=== Section Start ===
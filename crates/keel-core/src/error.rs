use crate::codec::CodecError;
use crate::config::ConfigError;
use crate::merkle::MerkleError;
use crate::types::chain::ConsensusAlgo;
use thiserror::Error;

/// Every way a submission or query against the light client can fail.
///
/// Any error aborts the whole call: nothing the call did is kept, and the
/// relay has to resubmit corrected data.
#[derive(Debug, Error, Clone, PartialEq, Eq)]
pub enum ChainError {
    // --- Linkage ---
    #[error("Light client is not initialized")]
    NotInitialized,

    #[error("Light client is already initialized")]
    AlreadyInitialized,

    #[error("Empty header batch")]
    EmptyBatch,

    #[error("Unlinkable block {block_num}: the tail section ends at {section_last}")]
    UnlinkableBlock { block_num: u32, section_last: u32 },

    #[error("Block {block_num} does not link to its predecessor: expected previous {expected}, got {got}")]
    PreviousMismatch {
        block_num: u32,
        expected: String,
        got: String,
    },

    #[error("Block {block_num} repeated: identical id already stored")]
    BlockRepeated { block_num: u32 },

    #[error("Block {block_num} is not after the tail section root {section_first}")]
    HeaderBeforeSectionRoot { block_num: u32, section_first: u32 },

    #[error("New section block {block_num} must be more than one block past the tail section end {section_last}")]
    SectionGapRequired { block_num: u32, section_last: u32 },

    #[error("No header state stored for block {block_num}")]
    BlockNotFound { block_num: u32 },

    #[error("Block {block_num} is at or below the last anchor block {last_anchor} and cannot be rewritten")]
    FinalizedBlockRewrite { block_num: u32, last_anchor: u32 },

    // --- Producer schedules ---
    #[error("Producer schedule id {id} not found")]
    ScheduleNotFound { id: u64 },

    #[error("Producer {producer} not found in schedule id {schedule_id}")]
    ProducerNotFound { producer: String, schedule_id: u64 },

    #[error("Signing key {key} does not belong to any producer of schedule version {schedule_version}")]
    UnknownSigningKey { key: String, schedule_version: u32 },

    #[error("Block {block_num} declares schedule version {got}, expected {expected}")]
    ScheduleVersionMismatch {
        block_num: u32,
        expected: u32,
        got: u32,
    },

    #[error("Block {block_num} proposes new producers with version {got}, expected {expected}")]
    NewProducersVersion {
        block_num: u32,
        expected: u32,
        got: u32,
    },

    #[error("Block {block_num} proposes new producers while a rotation is still pending")]
    RotationAlreadyPending { block_num: u32 },

    #[error("Schedule rotation completed at block {block_num}, too soon after the proposal at {newprod_block_num} (minimum gap {min_gap})")]
    RotationTooFast {
        block_num: u32,
        newprod_block_num: u32,
        min_gap: u32,
    },

    #[error("Section root block {block_num} must not carry new producers")]
    SectionRootHasNewProducers { block_num: u32 },

    #[error("Slot {slot} belongs to producer {expected}, but block was produced by {got}")]
    ScheduledProducerMismatch {
        slot: u32,
        expected: String,
        got: String,
    },

    #[error("Producer {producer} repeated within the last {window} producers")]
    ProducerRepeated { producer: String, window: usize },

    #[error("Producer hand-off from {from} to {to} exceeds max span {max_span}")]
    ExceedMaxSpan {
        from: String,
        to: String,
        max_span: usize,
    },

    #[error("Producer schedule has {producers} producers, at least {required} required")]
    ScheduleTooSmall { producers: usize, required: usize },

    #[error("Invalid block slot 0")]
    InvalidSlot,

    // --- Signatures and proofs ---
    #[error("Invalid signature: {reason}")]
    InvalidSignature { reason: String },

    #[error("Signature was produced by {recovered}, expected {expected}")]
    SignatureKeyMismatch { expected: String, recovered: String },

    #[error("Insufficient quorum: {signers} distinct producers signed, {required} required")]
    InsufficientQuorum { signers: usize, required: usize },

    #[error("Quorum proof does not match the target block: {reason}")]
    ProofMismatch { reason: String },

    #[error("Empty quorum proof")]
    EmptyProof,

    // --- Section and anchor state ---
    #[error("Section starting at {first} is not valid yet")]
    SectionNotValid { first: u32 },

    #[error("Cannot remove section: {reason}")]
    CannotRemoveSection { reason: &'static str },

    #[error("Block {block_num} is not an anchor block")]
    NotAnchorBlock { block_num: u32 },

    #[error("Accumulator node of anchor block {block_num} at layer {layer} does not match")]
    MerkleNodeMismatch { block_num: u32, layer: u32 },

    #[error("Provided transaction root does not match anchor block {block_num}")]
    TransactionRootMismatch { block_num: u32 },

    #[error("Operation requires {expected:?} consensus, chain is configured for {actual:?}")]
    WrongConsensusAlgo {
        expected: ConsensusAlgo,
        actual: ConsensusAlgo,
    },

    #[error("Internal inconsistency: {reason}")]
    Internal { reason: String },

    #[error(transparent)]
    Codec(#[from] CodecError),

    #[error(transparent)]
    Merkle(#[from] MerkleError),

    #[error(transparent)]
    Config(#[from] ConfigError),
}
=== Section End ===
--- Your goal ---
Using the material above, filter for lines holding "actual" and copy each one.

--- Solution for this problem ---
    #[error("Operation requires {expected:?} consensus, chain is configured for {actual:?}")]
        actual: ConsensusAlgo,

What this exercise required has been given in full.